Nossa cultura e nossas igrejas estão permeadas por uma visão de amor entralizada
no ser humano. Desde o tempo em que as crianças começam a dar os primeiros
passos, ensinamos a elas que sentir-se amado significa ser considerado muito importante. Temos construído todas as nossas filosofias de educação ao redor deste ponto de vista sobre o amor: “Se você não me trata como alguém importante, não está me amando”. Se o desfrutar de Deus mesmo não é o melhor e mais sublime dom do amor, então Deus é nosso maior tesouro? Alegamos que louvamos a Deus por causa de seu amor por nós; mas, se o amor de Deus por nós é, na verdade, o fato de Ele nos considerar importantes, quem realmente está sendo adorado? Ou seja, como podemos ter verdadeiro gozo se o fato de sermos considerados importantes tem sido o centro de nosso bem-estar e felicidade?

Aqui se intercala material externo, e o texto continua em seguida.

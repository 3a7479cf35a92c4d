//! Secure channel — sealing and opening payloads under a completed
//! session's key.
//!
//! Per-direction sequence discipline:
//! - The send counter increments under the channel mutex, and the
//!   increment COMMITS only after the relay accepts the message — a
//!   rejected send leaves the counter where it was, so the next attempt
//!   carries the true next value.
//! - The receive counter advances only after AEAD authentication
//!   succeeds; a tampered message is discarded without moving it.
//!
//! Counter updates persist to the key store so a restarted client
//! continues the sequence instead of replaying it.

use std::sync::Arc;

use tokio::sync::Mutex;
use zeroize::Zeroizing;

use ql_crypto::{aead, rng};
use ql_proto::api::{SendMessageRequest, SendMessageResponse};
use ql_proto::encoding::{b64, b64d, b64d_array};
use ql_proto::message::{FileMetadata, MAX_PLAINTEXT_BYTES};
use ql_proto::{Clock, MessageRecord, MessageType, ProtocolError};

use crate::error::ClientError;
use crate::keystore::LocalKeyStore;
use crate::transport::Transport;

struct Counters {
    send: u64,
    recv: u64,
}

pub struct SecureChannel {
    pub(crate) user_id: String,
    pub(crate) session_id: String,
    pub(crate) partner_id: String,
    transport: Arc<dyn Transport>,
    clock: Arc<dyn Clock>,
    store: Arc<LocalKeyStore>,
    pub(crate) key: Zeroizing<[u8; 32]>,
    counters: Mutex<Counters>,
}

impl SecureChannel {
    /// Open the channel for a completed session from the local key store.
    pub async fn open(
        user_id: &str,
        session_id: &str,
        transport: Arc<dyn Transport>,
        clock: Arc<dyn Clock>,
        store: Arc<LocalKeyStore>,
    ) -> Result<Self, ClientError> {
        let entry = store
            .load_session(session_id)
            .await?
            .ok_or_else(|| ClientError::UnknownSession(session_id.to_string()))?;
        Ok(Self {
            user_id: user_id.to_string(),
            session_id: session_id.to_string(),
            partner_id: entry.partner_id.clone(),
            transport,
            clock,
            store,
            key: Zeroizing::new(entry.key_data),
            counters: Mutex::new(Counters {
                send: entry.sequence_number,
                recv: entry.received_sequence,
            }),
        })
    }

    pub fn session_id(&self) -> &str {
        &self.session_id
    }

    pub fn partner_id(&self) -> &str {
        &self.partner_id
    }

    /// Seal and send a text payload.
    pub async fn send_text(&self, text: &str) -> Result<SendMessageResponse, ClientError> {
        self.send_payload(MessageType::Text, text.as_bytes(), None, None)
            .await
    }

    /// Seal `plaintext` (under the session key, or `seal_key` for
    /// envelope-mode file chunks) and submit it with the next sequence
    /// number. The counter is claimed under the mutex and committed only
    /// on relay acceptance.
    pub(crate) async fn send_payload(
        &self,
        message_type: MessageType,
        plaintext: &[u8],
        seal_key: Option<&[u8; 32]>,
        file_metadata: Option<FileMetadata>,
    ) -> Result<SendMessageResponse, ClientError> {
        if plaintext.len() > MAX_PLAINTEXT_BYTES {
            return Err(ClientError::Protocol(ProtocolError::MessageTooLarge));
        }
        let key = seal_key.unwrap_or(&*self.key);

        // Held across the send so sequence numbers and IVs are claimed
        // strictly serially per session.
        let mut counters = self.counters.lock().await;
        let sequence = counters.send + 1;

        let iv = rng::gcm_iv();
        let ciphertext = aead::seal(key, &iv, plaintext)?;
        let request = SendMessageRequest {
            to: self.partner_id.clone(),
            session_id: self.session_id.clone(),
            ciphertext: b64(&ciphertext),
            iv: b64(&iv),
            message_type,
            sequence_number: sequence,
            nonce: b64(&rng::handshake_nonce()),
            timestamp: self.clock.now_ms(),
            file_metadata,
        };

        // A rejected send must not consume the sequence slot.
        let response = self.transport.send_message(&self.user_id, &request).await?;
        counters.send = sequence;
        self.store
            .update_session_counters(&self.session_id, counters.send, counters.recv)
            .await?;
        Ok(response)
    }

    /// Open an incoming text message.
    pub async fn receive_text(&self, record: &MessageRecord) -> Result<String, ClientError> {
        let plaintext = self.receive(record).await?;
        String::from_utf8(plaintext.to_vec())
            .map_err(|_| ClientError::State("payload is not UTF-8".into()))
    }

    /// Open an incoming message sealed under the session key.
    pub async fn receive(
        &self,
        record: &MessageRecord,
    ) -> Result<Zeroizing<Vec<u8>>, ClientError> {
        self.open_with(record, &self.key).await
    }

    pub(crate) async fn open_with(
        &self,
        record: &MessageRecord,
        key: &[u8; 32],
    ) -> Result<Zeroizing<Vec<u8>>, ClientError> {
        if record.session_id != self.session_id || record.to != self.user_id {
            return Err(ClientError::State("message does not belong to this channel".into()));
        }
        let iv = b64d_array::<12>(&record.iv)?;
        let ciphertext = b64d(&record.ciphertext)?;

        let mut counters = self.counters.lock().await;
        let expected = counters.recv + 1;
        if record.sequence_number != expected {
            return Err(ClientError::OutOfOrder);
        }

        // Authentication failure leaves the counter untouched.
        let plaintext = aead::open(key, &iv, &ciphertext)?;

        counters.recv = expected;
        self.store
            .update_session_counters(&self.session_id, counters.send, counters.recv)
            .await?;
        Ok(plaintext)
    }

    /// The stored ciphertext history with this channel's peer.
    pub async fn fetch_conversation(&self) -> Result<Vec<MessageRecord>, ClientError> {
        let resp = self
            .transport
            .conversation(&self.user_id, &self.partner_id)
            .await?;
        Ok(resp.messages)
    }
}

Ora, Deus é o próprio evangelho. O bem-estar da alma e a felicidade abundante não resultam de contemplarmos um grande “eu”, e sim de contemplarmos a glória de Deus. Paulo se referiu ao esplendor de Deus como “luz do evangelho da glória de Cristo, o qual é a imagem de Deus” (2Co 4.4). E mais adiante Paulo acrescenta: “ele mesmo resplandeceu em nosso coração, para iluminação do conhecimento da glória de Deus na face de Jesus Cristo” (v. 6). Assim, o bem supremo do evangelho, sem o qual nenhuma outra dádiva seria de fato boa, é a glória de Deus na face de Cristo, revelada para nosso gozo eterno.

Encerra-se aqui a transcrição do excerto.